Once upon a time when people wanted to break bread with other folks, they would only invite neighbors, friends, family members, co-workers or even new acquaintances; but rarely, if ever, total strangers. Well, times have certainly changed. Indeed, there are several online services that help pair meal feasters with meal cookers in the homes of the latter. In San Francisco there are several options that bring hosts and guests together who have never met. Four of the more prominent ones are SupperShare, EatWith, VoulezVousDiner and Feastly. Similar to Blanche DuBois, they too depend on the kindness of strangers.
Here is the skinny on becoming a guest for a vegan, fatty, lean, artsy, carnivorous, gluten-free, singles, couples and/or other types of meals:
1) go online to any of these sites and sign up
2) search and choose available meals
3) pay the hosts
4) show up hungry
Or, those who want to host and serve home-cooked meals need to:
A) make a profile
B) upload the menu
C) get paid
D) host the meals
ABC 7-News, in its “Diners Eating With Strangers” segment reported that this could be the next big social media trend.
This concept is quite popular with tourists visiting San Francisco who want get off the beaten path and experience some local color from the insides of some eclectic homes. Occasionally Bay Area locals engage in this quickly growing trend and bypass going to a restaurant but to a complete stranger’s place for a home-cooked meal. Moreover, those with homes here in San Francisco and who love to cook for others will invite total strangers in for a meal and fellowship. Then to stir the pot a little more, not only do the hosts not know the guests and the guests do not know the hosts, more times than not, the guests do not know each other.
According to Guy Michlin, co-founder of EatWith,
“Most tourists won’t get a chance to meet the locals except maybe the Taxi driver, or the waiter in the restaurant but EatWith aims to change this.”

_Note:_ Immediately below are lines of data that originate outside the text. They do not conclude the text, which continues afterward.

//! Bridge connection settings.

use std::time::Duration;

use serde::{Deserialize, Serialize};
use zeroize::{Zeroize, ZeroizeOnDrop};

/// Relay bridge configuration.
///
/// # Example TOML
///
/// ```toml
/// url = "wss://bridge.example.org/rpc"
/// auto_reconnect = true
/// max_reconnect_attempts = 10
/// base_backoff_ms = 500
/// max_backoff_ms = 30000
/// reply_timeout_ms = 10000
/// ```
#[derive(Debug, Clone, PartialEq, Serialize, Deserialize)]
pub struct RelayConfig {
    /// Bridge endpoint
    #[serde(default = "default_url")]
    pub url: String,

    /// Reconnect automatically when the channel drops
    #[serde(default = "default_auto_reconnect")]
    pub auto_reconnect: bool,

    #[serde(default = "default_max_reconnect_attempts")]
    pub max_reconnect_attempts: u32,

    #[serde(default = "default_base_backoff_ms")]
    pub base_backoff_ms: u64,

    #[serde(default = "default_max_backoff_ms")]
    pub max_backoff_ms: u64,

    /// How long to wait for the bridge to ack a message
    #[serde(default = "default_reply_timeout_ms")]
    pub reply_timeout_ms: u64,
}

fn default_url() -> String {
    "ws://127.0.0.1:8080/rpc".to_string()
}

fn default_auto_reconnect() -> bool {
    true
}

fn default_max_reconnect_attempts() -> u32 {
    10
}

fn default_base_backoff_ms() -> u64 {
    500
}

fn default_max_backoff_ms() -> u64 {
    30_000
}

fn default_reply_timeout_ms() -> u64 {
    10_000
}

impl Default for RelayConfig {
    fn default() -> Self {
        Self {
            url: default_url(),
            auto_reconnect: default_auto_reconnect(),
            max_reconnect_attempts: default_max_reconnect_attempts(),
            base_backoff_ms: default_base_backoff_ms(),
            max_backoff_ms: default_max_backoff_ms(),
            reply_timeout_ms: default_reply_timeout_ms(),
        }
    }
}

impl RelayConfig {
    pub fn base_backoff(&self) -> Duration {
        Duration::from_millis(self.base_backoff_ms)
    }

    pub fn max_backoff(&self) -> Duration {
        Duration::from_millis(self.max_backoff_ms)
    }

    pub fn reply_timeout(&self) -> Duration {
        Duration::from_millis(self.reply_timeout_ms)
    }
}

/// Session identity presented to the bridge in `HostSession`.
#[derive(Clone, Zeroize, ZeroizeOnDrop)]
pub struct SessionCredentials {
    pub session_id: String,
    /// Derived from the session secret; never the secret itself.
    pub session_key: String,
}

impl SessionCredentials {
    pub fn new(session_id: impl Into<String>, session_key: impl Into<String>) -> Self {
        Self {
            session_id: session_id.into(),
            session_key: session_key.into(),
        }
    }
}

impl std::fmt::Debug for SessionCredentials {
    fn fmt(&self, f: &mut std::fmt::Formatter<'_>) -> std::fmt::Result {
        f.debug_struct("SessionCredentials")
            .field("session_id", &self.session_id)
            .finish_non_exhaustive()
    }
}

NPR in a segment titled “Sometimes A Perfect Stranger Is The Best Dinner Host” described this new food trend as the Airbnb for hungry people. These websites are affording tourists and locals not only a home cooked meal but a cordial, inviting setting with interesting conversations and some potential new friends. In other words, it could become a really fun party with a bunch of people you’ve never met—a good old fashioned “chat, chew and chuckle”.